Top-5-Reads-from-The-Childrens-Bookshow-2023

Tours & Series | Top 5 Reads from The Children’s Bookshow 2023 | line-up 3

Although The Children’s Bookshow hits the road in the Autumn, tickets to many shows have already sold out and the remainder are selling fast. All performances include a free book for every child.

Marina Warner, the historian, mythographer, art critic, novelist and short story writer, forms a persuasive case for fairy tales being a crucial repository of human understanding and culture in her very short introduction published by OUP. After all, they have the same core ingredients as most adult fiction: archetypal characters, conflict, desire, injustice, high octane drama, overcoming challenges, hope and heroism, beauty and blissful immersion in alternative worlds which reignite creativity and inspire new ideas. Their surreal magical quality and captivating illustrations make for a visual feast and offer a form of escapism from the real world around us.

Children’s books are not exclusively for children of course but satisfy appetites of all ages, so all of you out there who’d like to join in the fun best not hang about! Come and see the writers perform and tell stories in person.

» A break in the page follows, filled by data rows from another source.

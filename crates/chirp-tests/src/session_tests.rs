//! Response core and fault-state behavior over a live connection.

use chirp_client::ErrorKind;
use chirp_proto::WireCode;

use crate::harness::{connect, deadline, spawn_server};

const STAT_LINE: &str = "2049 77 33188 1 0 0 0 1234 4096 8 1 2 3";

#[tokio::test]
async fn test_simple_command_roundtrip() {
    let (addr, server) = spawn_server(|mut conn| async move {
        conn.expect("stat /etc/motd").await;
        conn.send_line("0").await;
        conn.send_line(STAT_LINE).await;
    })
    .await;

    let mut session = connect(&addr).await;
    let stat = session.stat("/etc/motd", deadline()).await.unwrap();
    assert_eq!(stat.size, 1234);
    assert_eq!(stat.dev, -1);
    assert_eq!(stat.rdev, 0);
    server.await.unwrap();
}

#[tokio::test]
async fn test_path_arguments_are_percent_encoded() {
    let (addr, server) = spawn_server(|mut conn| async move {
        conn.expect("unlink /tmp/a%20file").await;
        conn.send_line("0").await;
    })
    .await;

    let mut session = connect(&addr).await;
    session.unlink("/tmp/a file", deadline()).await.unwrap();
    server.await.unwrap();
}

#[tokio::test]
async fn test_server_error_leaves_session_usable() {
    let (addr, server) = spawn_server(|mut conn| async move {
        conn.expect("unlink /missing").await;
        conn.send_line("-3").await;
        conn.expect("mkdir /fresh 493").await;
        conn.send_line("0").await;
    })
    .await;

    let mut session = connect(&addr).await;
    let err = session.unlink("/missing", deadline()).await.unwrap_err();
    assert_eq!(err.kind(), ErrorKind::NotFound);
    assert!(!session.is_broken());

    session.mkdir("/fresh", 0o755, deadline()).await.unwrap();
    server.await.unwrap();
}

#[tokio::test]
async fn test_every_wire_code_translates_over_the_wire() {
    let codes: Vec<i64> = WireCode::ALL.iter().map(|&c| c as i64).collect();
    let expected: Vec<ErrorKind> = WireCode::ALL.iter().map(|c| c.kind()).collect();

    let server_codes = codes.clone();
    let (addr, server) = spawn_server(|mut conn| async move {
        for code in server_codes {
            conn.read_request().await;
            conn.send_line(&code.to_string()).await;
        }
    })
    .await;

    let mut session = connect(&addr).await;
    for (code, want) in codes.iter().zip(expected) {
        let err = session.access("/p", 0, deadline()).await.unwrap_err();
        assert_eq!(err.kind(), want, "wire code {code}");
        assert!(!session.is_broken(), "semantic error broke session");
    }
    server.await.unwrap();
}

#[tokio::test]
async fn test_unknown_wire_code_carries_raw_value() {
    let (addr, server) = spawn_server(|mut conn| async move {
        conn.read_request().await;
        conn.send_line("-99").await;
    })
    .await;

    let mut session = connect(&addr).await;
    let err = session.rmdir("/x", deadline()).await.unwrap_err();
    assert_eq!(err.kind(), ErrorKind::Protocol(-99));
    server.await.unwrap();
}

#[tokio::test]
async fn test_malformed_result_line_breaks_session() {
    let (addr, server) = spawn_server(|mut conn| async move {
        conn.read_request().await;
        conn.send_line("bananas").await;
    })
    .await;

    let mut session = connect(&addr).await;
    let err = session.rmdir("/x", deadline()).await.unwrap_err();
    assert_eq!(err.kind(), ErrorKind::ConnectionReset);
    assert!(session.is_broken());
    server.await.unwrap();
}

#[tokio::test]
async fn test_broken_session_fails_fast_without_io() {
    let (addr, server) = spawn_server(|mut conn| async move {
        conn.read_request().await;
        conn.send_line("garbage line").await;
    })
    .await;

    let mut session = connect(&addr).await;
    assert!(session.rmdir("/x", deadline()).await.is_err());
    server.await.unwrap();

    // Server is gone; these must fail locally, immediately, every time.
    for _ in 0..3 {
        let err = session.unlink("/y", deadline()).await.unwrap_err();
        assert_eq!(err.kind(), ErrorKind::ConnectionReset);
    }
}

#[tokio::test]
async fn test_deadline_expiry_mid_response_is_reset() {
    let (addr, server) = spawn_server(|mut conn| async move {
        // Swallow the request and never answer.
        conn.read_request().await;
        tokio::time::sleep(std::time::Duration::from_secs(1)).await;
    })
    .await;

    let mut session = connect(&addr).await;
    let short = chirp_client::Deadline::after(std::time::Duration::from_millis(100));
    let err = session.rmdir("/x", short).await.unwrap_err();
    assert_eq!(err.kind(), ErrorKind::ConnectionReset);
    assert!(session.is_broken());
    server.await.unwrap();
}

#[tokio::test]
async fn test_whoami_reads_counted_payload() {
    let (addr, server) = spawn_server(|mut conn| async move {
        conn.expect("whoami 256").await;
        conn.send_line("11").await;
        conn.send_raw(b"hostname:nd").await;
    })
    .await;

    let mut session = connect(&addr).await;
    let identity = session.whoami(256, deadline()).await.unwrap();
    assert_eq!(identity, "hostname:nd");
    server.await.unwrap();
}

#[tokio::test]
async fn test_locate_is_local_only() {
    let (addr, server) = spawn_server(|_conn| async move {}).await;

    let session = connect(&addr).await;
    let mut seen = Vec::new();
    let count = session.locate("/data/x", |loc| seen.push(loc.to_string()));
    assert_eq!(count, 1);
    assert_eq!(seen, vec![format!("127.0.0.1:/data/x")]);
    server.await.unwrap();
}

/// Toy negotiator: one request line, one yes/no reply.
struct LineAuth;

#[async_trait::async_trait]
impl chirp_client::AuthNegotiator for LineAuth {
    async fn assert(
        &self,
        link: &mut chirp_transport::Link,
        deadline: chirp_client::Deadline,
    ) -> chirp_transport::Result<chirp_client::AuthIdent> {
        link.write_all(b"auth hostname\n", deadline).await?;
        let line = link.read_line(1024, deadline).await?;
        if line == "yes" {
            Ok(chirp_client::AuthIdent {
                auth_type: "hostname".to_string(),
                subject: "client.example.edu".to_string(),
            })
        } else {
            Err(chirp_transport::TransportError::AuthFailed { reason: line })
        }
    }
}

#[tokio::test]
async fn test_connect_with_auth_handshake() {
    let (addr, server) = spawn_server(|mut conn| async move {
        conn.expect("auth hostname").await;
        conn.send_line("yes").await;
        conn.expect("whoami 64").await;
        conn.send_line("2").await;
        conn.send_raw(b"ok").await;
    })
    .await;

    let connector = chirp_client::Connector::new().with_auth(std::sync::Arc::new(LineAuth));
    let mut session = connector.connect(&addr, true, deadline()).await.unwrap();
    assert_eq!(session.whoami(64, deadline()).await.unwrap(), "ok");
    server.await.unwrap();
}

#[tokio::test]
async fn test_rejected_handshake_is_permission_denied() {
    let (addr, server) = spawn_server(|mut conn| async move {
        conn.expect("auth hostname").await;
        conn.send_line("no").await;
    })
    .await;

    let connector = chirp_client::Connector::new().with_auth(std::sync::Arc::new(LineAuth));
    let err = connector.connect(&addr, true, deadline()).await.unwrap_err();
    assert_eq!(err.kind(), ErrorKind::PermissionDenied);
    server.await.unwrap();
}

#[tokio::test]
async fn test_auth_requested_without_negotiator_is_config_error() {
    let (addr, server) = spawn_server(|_conn| async move {}).await;

    let connector = chirp_client::Connector::new();
    let err = connector.connect(&addr, true, deadline()).await.unwrap_err();
    assert_eq!(err.kind(), ErrorKind::InvalidArgument);
    server.await.unwrap();
}

#[tokio::test]
async fn test_serials_are_distinct_across_sessions() {
    let (addr_a, _sa) = spawn_server(|_conn| async move {
        tokio::time::sleep(std::time::Duration::from_millis(200)).await;
    })
    .await;
    let (addr_b, _sb) = spawn_server(|_conn| async move {
        tokio::time::sleep(std::time::Duration::from_millis(200)).await;
    })
    .await;

    let connector = chirp_client::Connector::new();
    let a = connector.connect(&addr_a, false, deadline()).await.unwrap();
    let b = connector.connect(&addr_b, false, deadline()).await.unwrap();
    assert_ne!(a.serial(), b.serial());
}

“There are good books which are only for adults, because their comprehension presupposes adult experiences, but there are no good books which are only for children,” W.H. Auden

Kate Wakeling grew up in Yorkshire and Birmingham. Her first collection of poems for children, Moon Juice – illustrated by Elīna Brasliņa and published by The Emma Press – won the 2017 CLiPPA Prize and was nominated for the 2018 Carnegie Medal. Kate’s second collection of children’s poems, Cloud Soup – also illustrated by Elīna Brasliņa – came out in summer 2021 and was a Book of the Month in the Guardian and the Scotsman.

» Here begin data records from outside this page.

//! Wire error codes and their translation into the local error domain.
//!
//! A response line carrying a negative decimal is a wire error code from a
//! closed enumeration. Translation never touches session state; connection
//! faults are reported by the response core, not by this table.

use thiserror::Error;

/// Negative result codes a Chirp server may return.
#[derive(Debug, Clone, Copy, PartialEq, Eq, Hash)]
#[repr(i64)]
pub enum WireCode {
    NotAuthenticated = -1,
    NotAuthorized = -2,
    DoesntExist = -3,
    AlreadyExists = -4,
    TooBig = -5,
    NoSpace = -6,
    NoMemory = -7,
    InvalidRequest = -8,
    TooManyOpen = -9,
    Busy = -10,
    TryAgain = -11,
    NotDir = -12,
    IsDir = -13,
    NotEmpty = -14,
    CrossDeviceLink = -15,
    GrpUnreachable = -16,
    TimedOut = -17,
    Disconnected = -18,
    NoSuchProcess = -19,
    IsAPipe = -20,
    Unknown = -127,
}

impl WireCode {
    /// All codes in the enumeration, for table-driven coverage.
    pub const ALL: [WireCode; 21] = [
        WireCode::NotAuthenticated,
        WireCode::NotAuthorized,
        WireCode::DoesntExist,
        WireCode::AlreadyExists,
        WireCode::TooBig,
        WireCode::NoSpace,
        WireCode::NoMemory,
        WireCode::InvalidRequest,
        WireCode::TooManyOpen,
        WireCode::Busy,
        WireCode::TryAgain,
        WireCode::NotDir,
        WireCode::IsDir,
        WireCode::NotEmpty,
        WireCode::CrossDeviceLink,
        WireCode::GrpUnreachable,
        WireCode::TimedOut,
        WireCode::Disconnected,
        WireCode::NoSuchProcess,
        WireCode::IsAPipe,
        WireCode::Unknown,
    ];

    /// Looks up a raw negative result in the enumeration.
    pub fn from_result(code: i64) -> Option<WireCode> {
        Self::ALL.iter().copied().find(|&c| c as i64 == code)
    }

    /// The local kind this code translates to.
    pub fn kind(self) -> ErrorKind {
        match self {
            WireCode::NotAuthenticated | WireCode::NotAuthorized => ErrorKind::PermissionDenied,
            WireCode::DoesntExist => ErrorKind::NotFound,
            WireCode::AlreadyExists => ErrorKind::AlreadyExists,
            WireCode::TooBig => ErrorKind::FileTooLarge,
            WireCode::NoSpace => ErrorKind::OutOfSpace,
            WireCode::NoMemory => ErrorKind::OutOfMemory,
            WireCode::InvalidRequest => ErrorKind::InvalidArgument,
            WireCode::TooManyOpen => ErrorKind::TooManyOpenHandles,
            WireCode::Busy => ErrorKind::Busy,
            WireCode::TryAgain => ErrorKind::WouldBlock,
            WireCode::NotDir => ErrorKind::NotADirectory,
            WireCode::IsDir => ErrorKind::IsADirectory,
            WireCode::NotEmpty => ErrorKind::NotEmpty,
            WireCode::CrossDeviceLink => ErrorKind::CrossDeviceLink,
            WireCode::NoSuchProcess => ErrorKind::NoSuchProcess,
            WireCode::IsAPipe => ErrorKind::InvalidSeek,
            WireCode::GrpUnreachable
            | WireCode::TimedOut
            | WireCode::Disconnected
            | WireCode::Unknown => ErrorKind::ConnectionReset,
        }
    }
}

/// Local error domain callers branch on.
///
/// `WouldBlock` and `Busy` are retryable, `ConnectionReset` requires a new
/// connection, the rest are terminal for the operation.
#[derive(Debug, Clone, Copy, PartialEq, Eq, Hash)]
pub enum ErrorKind {
    PermissionDenied,
    NotFound,
    AlreadyExists,
    FileTooLarge,
    OutOfSpace,
    OutOfMemory,
    InvalidArgument,
    TooManyOpenHandles,
    Busy,
    WouldBlock,
    NotADirectory,
    IsADirectory,
    NotEmpty,
    CrossDeviceLink,
    NoSuchProcess,
    InvalidSeek,
    ConnectionReset,
    Timeout,
    /// A negative result outside the closed enumeration; carries the raw
    /// wire code so it is never silently dropped.
    Protocol(i64),
}

impl std::fmt::Display for ErrorKind {
    fn fmt(&self, f: &mut std::fmt::Formatter<'_>) -> std::fmt::Result {
        match self {
            ErrorKind::PermissionDenied => write!(f, "permission denied"),
            ErrorKind::NotFound => write!(f, "not found"),
            ErrorKind::AlreadyExists => write!(f, "already exists"),
            ErrorKind::FileTooLarge => write!(f, "file too large"),
            ErrorKind::OutOfSpace => write!(f, "out of space"),
            ErrorKind::OutOfMemory => write!(f, "out of memory"),
            ErrorKind::InvalidArgument => write!(f, "invalid argument"),
            ErrorKind::TooManyOpenHandles => write!(f, "too many open handles"),
            ErrorKind::Busy => write!(f, "busy"),
            ErrorKind::WouldBlock => write!(f, "try again"),
            ErrorKind::NotADirectory => write!(f, "not a directory"),
            ErrorKind::IsADirectory => write!(f, "is a directory"),
            ErrorKind::NotEmpty => write!(f, "directory not empty"),
            ErrorKind::CrossDeviceLink => write!(f, "cross-device link"),
            ErrorKind::NoSuchProcess => write!(f, "no such process"),
            ErrorKind::InvalidSeek => write!(f, "invalid seek"),
            ErrorKind::ConnectionReset => write!(f, "connection reset"),
            ErrorKind::Timeout => write!(f, "timed out"),
            ErrorKind::Protocol(code) => write!(f, "unrecognized wire code {code}"),
        }
    }
}

/// Translates a negative result line value into a local kind.
///
/// Codes outside the enumeration become [`ErrorKind::Protocol`].
pub fn translate(code: i64) -> ErrorKind {
    debug_assert!(code < 0);
    match WireCode::from_result(code) {
        Some(wire) => wire.kind(),
        None => ErrorKind::Protocol(code),
    }
}

/// Failure to decode a fixed-field response line.
#[derive(Debug, Error, PartialEq, Eq)]
pub enum DecodeError {
    #[error("expected {expected} fields, got {got}")]
    FieldCount { expected: usize, got: usize },

    #[error("field {index} is not a valid integer: {token:?}")]
    BadInteger { index: usize, token: String },
}

#[cfg(test)]
mod tests {
    use super::*;

    #[test]
    fn test_every_code_has_exactly_one_kind() {
        for code in WireCode::ALL {
            let kind = translate(code as i64);
            assert_eq!(kind, code.kind());
            assert!(!matches!(kind, ErrorKind::Protocol(_)), "{code:?} left untranslated");
        }
    }

    #[test]
    fn test_table_entries() {
        assert_eq!(translate(-1), ErrorKind::PermissionDenied);
        assert_eq!(translate(-2), ErrorKind::PermissionDenied);
        assert_eq!(translate(-3), ErrorKind::NotFound);
        assert_eq!(translate(-4), ErrorKind::AlreadyExists);
        assert_eq!(translate(-5), ErrorKind::FileTooLarge);
        assert_eq!(translate(-6), ErrorKind::OutOfSpace);
        assert_eq!(translate(-7), ErrorKind::OutOfMemory);
        assert_eq!(translate(-8), ErrorKind::InvalidArgument);
        assert_eq!(translate(-9), ErrorKind::TooManyOpenHandles);
        assert_eq!(translate(-10), ErrorKind::Busy);
        assert_eq!(translate(-11), ErrorKind::WouldBlock);
        assert_eq!(translate(-12), ErrorKind::NotADirectory);
        assert_eq!(translate(-13), ErrorKind::IsADirectory);
        assert_eq!(translate(-14), ErrorKind::NotEmpty);
        assert_eq!(translate(-15), ErrorKind::CrossDeviceLink);
        assert_eq!(translate(-16), ErrorKind::ConnectionReset);
        assert_eq!(translate(-17), ErrorKind::ConnectionReset);
        assert_eq!(translate(-18), ErrorKind::ConnectionReset);
        assert_eq!(translate(-19), ErrorKind::NoSuchProcess);
        assert_eq!(translate(-20), ErrorKind::InvalidSeek);
        assert_eq!(translate(-127), ErrorKind::ConnectionReset);
    }

    #[test]
    fn test_unknown_code_carries_raw_value() {
        assert_eq!(translate(-99), ErrorKind::Protocol(-99));
    }

    #[test]
    fn test_from_result_rejects_unlisted() {
        assert_eq!(WireCode::from_result(-99), None);
        assert_eq!(WireCode::from_result(-12), Some(WireCode::NotDir));
    }
}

“Bodies, bodies everywhere:
knees and noses, hands and hair,
bodies big and bodies small,
bodies keen on volleyball,
hairy nostrils, lengthy shins,
juicy ear lobes, pointy chins”

Cloud Soup is extremely popular with young readers and their families because of its engaging and imaginative content. Filled with rich and descriptive language involving rhyme, rhythm and wordplay, it’s a great way to introduce children to poetry. Its whimsical and imaginative themes transport readers to magical worlds and surreal scenarios, and the way friendship, bravery, resilience, and the power of imagination are explored provides much to think about and discuss, whether a parent is reading to a child or a teacher is reading to a classroom. Its vibrant and imaginative illustrations are a feast for the eyes.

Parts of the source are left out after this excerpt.